Discussion List Archives

[Date Prev][Date Next][Thread Prev][Thread Next][Date Index][Thread Index]

Re: [ddlm-group] Use of elides in strings

On 25/11/09 11:36 PM, "Brian McMahon" <bm@iucr.org> wrote:

> Very relevant to something I've just been discussing with the
> Managing Editor. What would be the response of this group to the
> suggestion that CIF 2 drops altogether the "CIF markup conventions"
> of legacy CIF 1 (pp 35-36 of ITG,
> http://www.iucr.org/resources/cif/spec/version1.1/semantics#markup )?
> 
> i.e. all the old \' = acute, \^ = circumflex etc. would be dropped
> and replaced by Unicode characters.

The response of this individual would be to quote the "words of the old
Negro spiritual: Free at last! Free at last!
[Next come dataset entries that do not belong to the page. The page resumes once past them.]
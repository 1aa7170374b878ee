//! Binary encoding of documents
//!
//! A document is encoded as its total length (`i32`, little-endian, including the length
//! itself and the trailing NUL), followed by its elements and a terminating `0x00`. Each
//! element is its type byte, its name as NUL-terminated string and the type specific payload.

use super::{
    Binary, BinarySubtype, Bson, BsonError, DateTime, Document, ElementType,
    JavaScriptCodeWithScope, ObjectId, Regex, Timestamp,
};

/// Deepest nesting [`Document::from_bytes`] accepts before rejecting the data
const MAX_DECODE_DEPTH: usize = 100;

impl Document {
    /// Encodes the document in the binary format
    ///
    /// Fails if a name, a regular expression pattern or options contain a NUL character.
    pub fn to_bytes(&self) -> Result<Vec<u8>, BsonError> {
        let mut out = Vec::new();
        encode_document(&mut out, self.iter())?;
        Ok(out)
    }

    /// Decodes a document from the binary format
    ///
    /// The data must contain exactly one document, trailing bytes are rejected.
    pub fn from_bytes(bytes: &[u8]) -> Result<Document, BsonError> {
        let mut decoder = Decoder {
            bytes,
            pos: 0,
            depth: 0,
        };
        let document = decoder.read_document()?;
        if decoder.pos != bytes.len() {
            return Err(decoder.malformed("trailing data after document"));
        }
        Ok(document)
    }
}

fn encode_document<'a>(
    out: &mut Vec<u8>,
    elements: impl Iterator<Item = (&'a str, &'a Bson)>,
) -> Result<(), BsonError> {
    let start = out.len();
    out.extend_from_slice(&[0; 4]);
    for (name, value) in elements {
        out.push(value.element_type() as u8);
        write_cstring(out, name)?;
        encode_value(out, value)?;
    }
    out.push(0);
    patch_length(out, start);
    Ok(())
}

fn patch_length(out: &mut [u8], start: usize) {
    let len = (out.len() - start) as i32;
    out[start..start + 4].copy_from_slice(&len.to_le_bytes());
}

fn write_cstring(out: &mut Vec<u8>, s: &str) -> Result<(), BsonError> {
    if s.contains('\0') {
        return Err(BsonError::NulCharacter(s.to_owned()));
    }
    out.extend_from_slice(s.as_bytes());
    out.push(0);
    Ok(())
}

fn write_string(out: &mut Vec<u8>, s: &str) {
    out.extend_from_slice(&(s.len() as i32 + 1).to_le_bytes());
    out.extend_from_slice(s.as_bytes());
    out.push(0);
}

fn encode_value(out: &mut Vec<u8>, value: &Bson) -> Result<(), BsonError> {
    match value {
        Bson::Double(v) => out.extend_from_slice(&v.to_le_bytes()),
        Bson::String(s) | Bson::JavaScriptCode(s) | Bson::Symbol(s) => write_string(out, s),
        Bson::Document(document) => encode_document(out, document.iter())?,
        Bson::Array(values) => {
            let names: Vec<String> = (0..values.len()).map(|i| i.to_string()).collect();
            encode_document(out, names.iter().map(String::as_str).zip(values.iter()))?
        }
        Bson::Binary(binary) => {
            let subtype = u8::from(binary.subtype);
            if binary.subtype == BinarySubtype::BinaryOld {
                out.extend_from_slice(&(binary.bytes.len() as i32 + 4).to_le_bytes());
                out.push(subtype);
                out.extend_from_slice(&(binary.bytes.len() as i32).to_le_bytes());
            } else {
                out.extend_from_slice(&(binary.bytes.len() as i32).to_le_bytes());
                out.push(subtype);
            }
            out.extend_from_slice(&binary.bytes);
        }
        Bson::Undefined | Bson::Null | Bson::MinKey | Bson::MaxKey => {}
        Bson::ObjectId(id) => out.extend_from_slice(&id.bytes()),
        Bson::Boolean(b) => out.push(u8::from(*b)),
        Bson::DateTime(d) => out.extend_from_slice(&d.timestamp_millis().to_le_bytes()),
        Bson::RegularExpression(regex) => {
            write_cstring(out, &regex.pattern)?;
            write_cstring(out, &regex.options)?;
        }
        Bson::JavaScriptCodeWithScope(code_with_scope) => {
            let start = out.len();
            out.extend_from_slice(&[0; 4]);
            write_string(out, &code_with_scope.code);
            encode_document(out, code_with_scope.scope.iter())?;
            patch_length(out, start);
        }
        Bson::Int32(v) => out.extend_from_slice(&v.to_le_bytes()),
        Bson::Timestamp(t) => out.extend_from_slice(&t.to_packed().to_le_bytes()),
        Bson::Int64(v) => out.extend_from_slice(&v.to_le_bytes()),
    }
    Ok(())
}

struct Decoder<'a> {
    bytes: &'a [u8],
    pos: usize,
    depth: usize,
}

impl Decoder<'_> {
    fn malformed(&self, message: impl Into<String>) -> BsonError {
        BsonError::Malformed {
            offset: self.pos,
            message: message.into(),
        }
    }

    fn take(&mut self, len: usize) -> Result<&[u8], BsonError> {
        let end = self
            .pos
            .checked_add(len)
            .filter(|end| *end <= self.bytes.len())
            .ok_or_else(|| self.malformed(format!("expected {len} more bytes")))?;
        let slice = &self.bytes[self.pos..end];
        self.pos = end;
        Ok(slice)
    }

    fn take_array<const N: usize>(&mut self) -> Result<[u8; N], BsonError> {
        let mut array = [0; N];
        array.copy_from_slice(self.take(N)?);
        Ok(array)
    }

    fn read_u8(&mut self) -> Result<u8, BsonError> {
        Ok(self.take_array::<1>()?[0])
    }

    fn read_i32(&mut self) -> Result<i32, BsonError> {
        Ok(i32::from_le_bytes(self.take_array()?))
    }

    fn read_length(&mut self, min: i32) -> Result<usize, BsonError> {
        let len = self.read_i32()?;
        if len < min {
            return Err(self.malformed(format!("invalid length {len}")));
        }
        Ok(len as usize)
    }

    fn read_cstring(&mut self) -> Result<String, BsonError> {
        let remaining = &self.bytes[self.pos..];
        let nul = remaining
            .iter()
            .position(|b| *b == 0)
            .ok_or_else(|| self.malformed("unterminated string"))?;
        let s = std::str::from_utf8(&remaining[..nul])
            .map_err(|e| self.malformed(format!("invalid UTF-8: {e}")))?
            .to_owned();
        self.pos += nul + 1;
        Ok(s)
    }

    fn read_string(&mut self) -> Result<String, BsonError> {
        let len = self.read_length(1)?;
        let start = self.pos;
        let data = self.take(len)?;
        if data[len - 1] != 0 {
            self.pos = start + len - 1;
            return Err(self.malformed("string is not NUL-terminated"));
        }
        std::str::from_utf8(&data[..len - 1])
            .map(str::to_owned)
            .map_err(|e| BsonError::Malformed {
                offset: start,
                message: format!("invalid UTF-8: {e}"),
            })
    }

    fn read_document(&mut self) -> Result<Document, BsonError> {
        Ok(self.read_elements()?.into_iter().collect())
    }

    fn read_elements(&mut self) -> Result<Vec<(String, Bson)>, BsonError> {
        if self.depth >= MAX_DECODE_DEPTH {
            return Err(self.malformed("maximum nesting depth exceeded"));
        }
        self.depth += 1;

        let start = self.pos;
        let len = self.read_length(5)?;
        let end = start
            .checked_add(len)
            .filter(|end| *end <= self.bytes.len())
            .ok_or_else(|| self.malformed(format!("document length {len} exceeds data")))?;

        let mut elements = Vec::new();
        loop {
            let type_byte = self.read_u8()?;
            if type_byte == 0 {
                break;
            }
            let element_type = ElementType::from_repr(type_byte)
                .ok_or_else(|| self.malformed(format!("unknown element type {type_byte:#04x}")))?;
            let name = self.read_cstring()?;
            let value = self.read_value(element_type)?;
            elements.push((name, value));
        }
        if self.pos != end {
            return Err(self.malformed(format!("document length {len} does not match content")));
        }

        self.depth -= 1;
        Ok(elements)
    }

    fn read_value(&mut self, element_type: ElementType) -> Result<Bson, BsonError> {
        Ok(match element_type {
            ElementType::Double => Bson::Double(f64::from_le_bytes(self.take_array()?)),
            ElementType::String => Bson::String(self.read_string()?),
            ElementType::Document => Bson::Document(self.read_document()?),
            ElementType::Array => Bson::Array(
                self.read_elements()?
                    .into_iter()
                    .map(|(_, value)| value)
                    .collect(),
            ),
            ElementType::Binary => {
                let len = self.read_length(0)?;
                let subtype = BinarySubtype::from(self.read_u8()?);
                let bytes = if subtype == BinarySubtype::BinaryOld {
                    let inner_len = self.read_length(0)?;
                    if inner_len + 4 != len {
                        return Err(self.malformed("inconsistent old binary length"));
                    }
                    self.take(inner_len)?.to_vec()
                } else {
                    self.take(len)?.to_vec()
                };
                Bson::Binary(Binary { subtype, bytes })
            }
            ElementType::Undefined => Bson::Undefined,
            ElementType::ObjectId => Bson::ObjectId(ObjectId::from_bytes(self.take_array()?)),
            ElementType::Boolean => match self.read_u8()? {
                0 => Bson::Boolean(false),
                1 => Bson::Boolean(true),
                b => return Err(self.malformed(format!("invalid boolean value {b}"))),
            },
            ElementType::DateTime => {
                Bson::DateTime(DateTime::from_millis(i64::from_le_bytes(self.take_array()?)))
            }
            ElementType::Null => Bson::Null,
            ElementType::RegularExpression => {
                let pattern = self.read_cstring()?;
                let options = self.read_cstring()?;
                Bson::RegularExpression(Regex { pattern, options })
            }
            ElementType::JavaScriptCode => Bson::JavaScriptCode(self.read_string()?),
            ElementType::Symbol => Bson::Symbol(self.read_string()?),
            ElementType::JavaScriptCodeWithScope => {
                let start = self.pos;
                let len = self.read_length(14)?;
                let code = self.read_string()?;
                let scope = self.read_document()?;
                if self.pos - start != len {
                    return Err(self.malformed("inconsistent code with scope length"));
                }
                Bson::JavaScriptCodeWithScope(JavaScriptCodeWithScope { code, scope })
            }
            ElementType::Int32 => Bson::Int32(i32::from_le_bytes(self.take_array()?)),
            ElementType::Timestamp => {
                Bson::Timestamp(Timestamp::from_packed(u64::from_le_bytes(self.take_array()?)))
            }
            ElementType::Int64 => Bson::Int64(i64::from_le_bytes(self.take_array()?)),
            ElementType::MinKey => Bson::MinKey,
            ElementType::MaxKey => Bson::MaxKey,
        })
    }
}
Thank God Almighty, we are free
at last!"

That would make things easier.

> One needs then to be sure that the onject in hand is indeed a CIF 2.0 file,
> and not a CIF 1.

We have guaranteed a need for that to be done (whether the user does or
doesn't is another issue).

> I've introduced this idea here since it has some bearing on the question of
> elides (where retention of the legacy markup meaning for \' was assumed),
> but it might be best to take discussion off to yet another thread.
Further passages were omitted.